● Exercise: Return every line in the entries below where the word "display" shows up.

(Collected data entries)
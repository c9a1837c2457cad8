//! Configuration errors.

use std::path::PathBuf;

use thiserror::Error;

/// Why configuration could not be loaded.
#[derive(Debug, Error)]
pub enum ConfigError {
    /// A required file does not exist.
    #[error("config file {} does not exist", .path.display())]
    Missing {
        /// The path that was looked up.
        path: PathBuf,
    },

    /// A file exists but could not be read.
    #[error("cannot read config file {}", .path.display())]
    Read {
        /// The file.
        path: PathBuf,
        /// I/O failure.
        #[source]
        source: std::io::Error,
    },

    /// Only TOML and JSON are understood.
    #[error("unsupported config format '{0}', expected toml or json")]
    UnsupportedFormat(String),

    /// TOML syntax error or unknown field.
    #[error("malformed TOML config: {0}")]
    Toml(#[from] toml::de::Error),

    /// JSON syntax error or unknown field.
    #[error("malformed JSON config: {0}")]
    Json(#[from] serde_json::Error),

    /// An environment override could not be parsed.
    #[error("cannot apply {var}: {expected}")]
    Env {
        /// Variable name.
        var: String,
        /// What the value should have looked like.
        expected: &'static str,
    },

    /// A setting parsed but is not acceptable.
    #[error("invalid {field}: {reason}")]
    Invalid {
        /// Dotted setting name, e.g. `server.http_addr`.
        field: &'static str,
        /// What is wrong with it.
        reason: String,
    },
}

impl ConfigError {
    pub(crate) fn env(var: &str, expected: &'static str) -> Self {
        Self::Env {
            var: var.to_string(),
            expected,
        }
    }

    pub(crate) fn invalid(field: &'static str, reason: impl Into<String>) -> Self {
        Self::Invalid {
            field,
            reason: reason.into(),
        }
    }
}
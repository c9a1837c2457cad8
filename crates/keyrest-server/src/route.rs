//! Route descriptors.

use std::fmt;
use std::future::Future;
use std::sync::Arc;

use http::Method;
use keyrest_codec::{Decodable, PathBindings};
use keyrest_core::{RequestContext, RestResult};
use serde::Serialize;

use crate::dispatch::{BoxFuture, Dispatch, HandlerFn, HandlerInfo};

type Initializer<S> = Arc<dyn Fn() -> Box<dyn Dispatch<S>> + Send + Sync>;

/// One segment of a route pattern.
#[derive(Debug, Clone, PartialEq, Eq)]
enum PatternSegment {
    /// Must equal the request segment.
    Literal(String),
    /// `{name}`: any single non-empty segment.
    Param(String),
}

/// A registered route: method, path pattern, where its identifiers live in
/// the path, and how to build the per-request [`HandlerInfo`].
///
/// # Example
///
/// ```rust
/// use std::sync::Arc;
/// use http::Method;
/// use keyrest_codec::PathBindings;
/// use keyrest_core::messages::{DeleteKeyRequest, Empty};
/// use keyrest_core::{RequestContext, RestResult};
/// use keyrest_server::RouteInfo;
///
/// struct Directory;
///
/// let route = RouteInfo::new(
///     Method::DELETE,
///     "/v1/users/{user_id}/keys/{key_id}",
///     PathBindings::user_and_key(2, 4),
///     |_dir: Arc<Directory>, _ctx: RequestContext, _req: DeleteKeyRequest| async move {
///         RestResult::Ok(Empty {})
///     },
/// );
///
/// assert_eq!(route.operation(), "DeleteKey");
/// assert!(route.matches_path("/v1/users/a@b.com/keys/k1"));
/// ```
pub struct RouteInfo<S> {
    method: Method,
    pattern: String,
    segments: Vec<PatternSegment>,
    bindings: PathBindings,
    operation: &'static str,
    initializer: Initializer<S>,
}

impl<S: Send + Sync + 'static> RouteInfo<S> {
    /// Creates a route whose requests decode into `Req` and are served by
    /// `handler`.
    pub fn new<Req, Res, F, Fut>(
        method: Method,
        pattern: impl Into<String>,
        bindings: PathBindings,
        handler: F,
    ) -> Self
    where
        Req: Decodable,
        Res: Serialize + Send + 'static,
        F: Fn(Arc<S>, RequestContext, Req) -> Fut + Send + Sync + 'static,
        Fut: Future<Output = RestResult<Res>> + Send + 'static,
    {
        let pattern = pattern.into();
        let segments = parse_pattern(&pattern);

        let handler: HandlerFn<S, Req, Res> =
            Arc::new(move |state: Arc<S>, ctx: RequestContext, req: Req| -> BoxFuture<RestResult<Res>> {
                Box::pin(handler(state, ctx, req))
            });
        let initializer: Initializer<S> = Arc::new(move || {
            Box::new(HandlerInfo::new(Arc::clone(&handler))) as Box<dyn Dispatch<S>>
        });

        Self {
            method,
            pattern,
            segments,
            bindings,
            operation: Req::OPERATION,
            initializer,
        }
    }
}

impl<S> RouteInfo<S> {
    /// HTTP method.
    #[must_use]
    pub fn method(&self) -> &Method {
        &self.method
    }

    /// Path pattern as registered.
    #[must_use]
    pub fn pattern(&self) -> &str {
        &self.pattern
    }

    /// Segment indices of the route's identifiers.
    #[must_use]
    pub fn bindings(&self) -> &PathBindings {
        &self.bindings
    }

    /// Operation name, taken from the record type.
    #[must_use]
    pub fn operation(&self) -> &'static str {
        self.operation
    }

    /// Builds a fresh, zero-valued [`HandlerInfo`] for one request.
    #[must_use]
    pub fn handler_info(&self) -> Box<dyn Dispatch<S>> {
        (self.initializer)()
    }

    /// Returns `true` if `path` has the pattern's shape.
    ///
    /// A single trailing slash on the request path is ignored.
    #[must_use]
    pub fn matches_path(&self, path: &str) -> bool {
        let path = path.strip_prefix('/').unwrap_or(path);
        let path = path.strip_suffix('/').unwrap_or(path);
        let mut request = path.split('/');

        for segment in &self.segments {
            let matched = match (segment, request.next()) {
                (PatternSegment::Literal(lit), Some(seg)) => lit == seg,
                (PatternSegment::Param(_), Some(seg)) => !seg.is_empty(),
                (_, None) => false,
            };
            if !matched {
                return false;
            }
        }

        request.next().is_none()
    }
}

impl<S> fmt::Debug for RouteInfo<S> {
    fn fmt(&self, f: &mut fmt::Formatter<'_>) -> fmt::Result {
        f.debug_struct("RouteInfo")
            .field("method", &self.method)
            .field("pattern", &self.pattern)
            .field("bindings", &self.bindings)
            .field("operation", &self.operation)
            .finish_non_exhaustive()
    }
}

fn parse_pattern(pattern: &str) -> Vec<PatternSegment> {
    let trimmed = pattern.strip_prefix('/').unwrap_or(pattern);
    let trimmed = trimmed.strip_suffix('/').unwrap_or(trimmed);
    trimmed
        .split('/')
        .map(|segment| {
            segment
                .strip_prefix('{')
                .and_then(|s| s.strip_suffix('}'))
                .map_or_else(
                    || PatternSegment::Literal(segment.to_string()),
                    |name| PatternSegment::Param(name.to_string()),
                )
        })
        .collect()
}
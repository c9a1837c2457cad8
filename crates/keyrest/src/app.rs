//! Wiring from [`KeyrestConfig`] to a ready-to-run [`Server`].

use std::sync::Arc;

use http::StatusCode;
use keyrest_codec::DecodeErrorKind;
use keyrest_config::{ErrorStatusConfig, KeyrestConfig};
use keyrest_core::KeyDirectory;
use keyrest_server::{routes, Server, StatusPolicy};
use thiserror::Error;

/// Errors while assembling a server from configuration.
#[derive(Debug, Error)]
pub enum AppError {
    /// A configured status is not a valid HTTP status code.
    #[error("invalid status code {status} for errors.{setting}")]
    InvalidStatus {
        /// Setting name under `[errors]`.
        setting: &'static str,
        /// The configured value.
        status: u16,
    },
}

fn status(setting: &'static str, status: u16) -> Result<StatusCode, AppError> {
    StatusCode::from_u16(status).map_err(|_| AppError::InvalidStatus { setting, status })
}

/// Builds the decode-failure status policy from the `[errors]` section.
pub fn status_policy(errors: &ErrorStatusConfig) -> Result<StatusPolicy, AppError> {
    Ok(StatusPolicy::default()
        .with_status(
            DecodeErrorKind::PathBinding,
            status("path_binding", errors.path_binding)?,
        )
        .with_status(
            DecodeErrorKind::TimestampFormat,
            status("timestamp_format", errors.timestamp_format)?,
        )
        .with_status(DecodeErrorKind::Body, status("body_decode", errors.body_decode)?)
        .with_status(DecodeErrorKind::Query, status("query_decode", errors.query_decode)?)
        .with_body_read(status("body_read", errors.body_read)?)
        .with_payload_too_large(status("payload_too_large", errors.payload_too_large)?))
}

/// Listener settings from the `[server]` section.
#[must_use]
pub fn server_config(config: &KeyrestConfig) -> keyrest_server::ServerConfig {
    keyrest_server::ServerConfig::builder()
        .http_addr(config.server.http_addr.clone())
        .shutdown_timeout(config.shutdown_timeout())
        .max_body_bytes(config.server.max_body_bytes)
        .build()
}

/// Builds a server exposing `directory` through the standard key-directory
/// routes.
pub fn build_server<S: KeyDirectory>(
    config: &KeyrestConfig,
    directory: Arc<S>,
) -> Result<Server<S>, AppError> {
    let policy = status_policy(&config.errors)?;
    let handler = routes::key_directory_routes().into_handler(directory, policy);
    Ok(Server::new(server_config(config), handler))
}
//! Error types for business handlers.
//!
//! [`RestError`] is what a [`KeyDirectory`](crate::KeyDirectory) implementation
//! returns when an operation fails. Every error carries an
//! [`ErrorCategory`], and each category carries a default HTTP status.

use http::StatusCode;
use serde::{Deserialize, Serialize};
use thiserror::Error;

/// Result type alias using [`RestError`].
pub type RestResult<T> = Result<T, RestError>;

/// Categories of handler errors.
#[derive(Debug, Clone, Copy, PartialEq, Eq, Hash, Serialize, Deserialize)]
#[serde(rename_all = "snake_case")]
pub enum ErrorCategory {
    /// The request was understood but its content is not acceptable.
    Validation,
    /// The user or key does not exist.
    NotFound,
    /// The resource already exists or was modified concurrently.
    Conflict,
    /// The directory backend is temporarily unavailable.
    Unavailable,
    /// Anything else; details stay in the logs.
    Internal,
}

impl ErrorCategory {
    /// Default HTTP status for the category.
    #[must_use]
    pub const fn default_status_code(&self) -> StatusCode {
        match self {
            Self::Validation => StatusCode::BAD_REQUEST,
            Self::NotFound => StatusCode::NOT_FOUND,
            Self::Conflict => StatusCode::CONFLICT,
            Self::Unavailable => StatusCode::SERVICE_UNAVAILABLE,
            Self::Internal => StatusCode::INTERNAL_SERVER_ERROR,
        }
    }

    /// Machine-readable code used in error envelopes.
    #[must_use]
    pub const fn code(&self) -> &'static str {
        match self {
            Self::Validation => "VALIDATION_ERROR",
            Self::NotFound => "NOT_FOUND",
            Self::Conflict => "CONFLICT",
            Self::Unavailable => "UNAVAILABLE",
            Self::Internal => "INTERNAL_ERROR",
        }
    }
}

/// Error returned by key-directory business handlers.
///
/// # Example
///
/// ```
/// use keyrest_core::{ErrorCategory, RestError};
///
/// let err = RestError::not_found_resource("user", "alice@example.com");
/// assert_eq!(err.category(), ErrorCategory::NotFound);
/// assert_eq!(err.status_code(), http::StatusCode::NOT_FOUND);
/// assert_eq!(err.to_string(), "user 'alice@example.com' not found");
/// ```
#[derive(Debug, Error)]
#[error("{message}")]
pub struct RestError {
    category: ErrorCategory,
    message: String,
    details: Option<serde_json::Value>,
    /// Never sent to clients.
    #[source]
    source: Option<anyhow::Error>,
}

impl RestError {
    /// Creates an error of any category.
    #[must_use]
    pub fn new(category: ErrorCategory, message: impl Into<String>) -> Self {
        Self {
            category,
            message: message.into(),
            details: None,
            source: None,
        }
    }

    /// Request content rejected by the business logic.
    #[must_use]
    pub fn validation(message: impl Into<String>) -> Self {
        Self::new(ErrorCategory::Validation, message)
    }

    /// Like [`validation`](Self::validation), naming the offending field.
    #[must_use]
    pub fn validation_field(field: impl Into<String>, message: impl Into<String>) -> Self {
        let field = field.into();
        Self::validation(message).with_details(serde_json::json!({ "field": field }))
    }

    /// Missing user or key.
    #[must_use]
    pub fn not_found(message: impl Into<String>) -> Self {
        Self::new(ErrorCategory::NotFound, message)
    }

    /// Missing resource of a known type and id.
    #[must_use]
    pub fn not_found_resource(
        resource_type: impl Into<String>,
        resource_id: impl Into<String>,
    ) -> Self {
        let resource_type = resource_type.into();
        let resource_id = resource_id.into();
        Self::not_found(format!("{resource_type} '{resource_id}' not found")).with_details(
            serde_json::json!({ "resource_type": resource_type, "resource_id": resource_id }),
        )
    }

    /// Conflicting state.
    #[must_use]
    pub fn conflict(message: impl Into<String>) -> Self {
        Self::new(ErrorCategory::Conflict, message)
    }

    /// Backend temporarily unavailable.
    #[must_use]
    pub fn unavailable(message: impl Into<String>) -> Self {
        Self::new(ErrorCategory::Unavailable, message)
    }

    /// Internal failure.
    #[must_use]
    pub fn internal(message: impl Into<String>) -> Self {
        Self::new(ErrorCategory::Internal, message)
    }

    /// Internal failure caused by `source`.
    pub fn internal_with_source(
        message: impl Into<String>,
        source: impl Into<anyhow::Error>,
    ) -> Self {
        Self {
            source: Some(source.into()),
            ..Self::internal(message)
        }
    }

    /// Attaches structured details for the client.
    #[must_use]
    pub fn with_details(mut self, details: serde_json::Value) -> Self {
        self.details = Some(details);
        self
    }

    /// The error category.
    #[must_use]
    pub const fn category(&self) -> ErrorCategory {
        self.category
    }

    /// The client-facing message.
    #[must_use]
    pub fn message(&self) -> &str {
        &self.message
    }

    /// Default HTTP status for this error.
    #[must_use]
    pub const fn status_code(&self) -> StatusCode {
        self.category.default_status_code()
    }

    /// Builds the client-facing envelope.
    #[must_use]
    pub fn to_envelope(&self, request_id: Option<&str>) -> ErrorEnvelope {
        ErrorEnvelope {
            error: ErrorDetail {
                code: self.category.code().to_string(),
                message: self.message.clone(),
                category: Some(self.category),
                details: self.details.clone(),
            },
            request_id: request_id.map(ToString::to_string),
        }
    }
}

/// JSON body of every error response.
///
/// ```json
/// {"error": {"code": "NOT_FOUND", "message": "...", "category": "not_found"}, "request_id": "..."}
/// ```
#[derive(Debug, Clone, Serialize, Deserialize)]
pub struct ErrorEnvelope {
    /// The error itself.
    pub error: ErrorDetail,
    /// Correlates the response with server logs.
    #[serde(default, skip_serializing_if = "Option::is_none")]
    pub request_id: Option<String>,
}

impl ErrorEnvelope {
    /// Builds an envelope for errors raised outside business handlers
    /// (routing, decoding, transport).
    #[must_use]
    pub fn new(code: impl Into<String>, message: impl Into<String>) -> Self {
        Self {
            error: ErrorDetail {
                code: code.into(),
                message: message.into(),
                category: None,
                details: None,
            },
            request_id: None,
        }
    }

    /// Sets the request id.
    #[must_use]
    pub fn with_request_id(mut self, request_id: impl Into<String>) -> Self {
        self.request_id = Some(request_id.into());
        self
    }

    /// Sets structured details.
    #[must_use]
    pub fn with_details(mut self, details: serde_json::Value) -> Self {
        self.error.details = Some(details);
        self
    }
}

/// The `error` object of an [`ErrorEnvelope`].
#[derive(Debug, Clone, Serialize, Deserialize)]
pub struct ErrorDetail {
    /// Stable code, e.g. `TIMESTAMP_FORMAT_ERROR`.
    pub code: String,
    /// Human-readable explanation.
    pub message: String,
    /// Handler error category, absent for routing and decode errors.
    #[serde(default, skip_serializing_if = "Option::is_none")]
    pub category: Option<ErrorCategory>,
    /// Structured context.
    #[serde(default, skip_serializing_if = "Option::is_none")]
    pub details: Option<serde_json::Value>,
}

● Task output:
    #[error("config file {} does not exist", .path.display())]
    #[error("cannot read config file {}", .path.display())]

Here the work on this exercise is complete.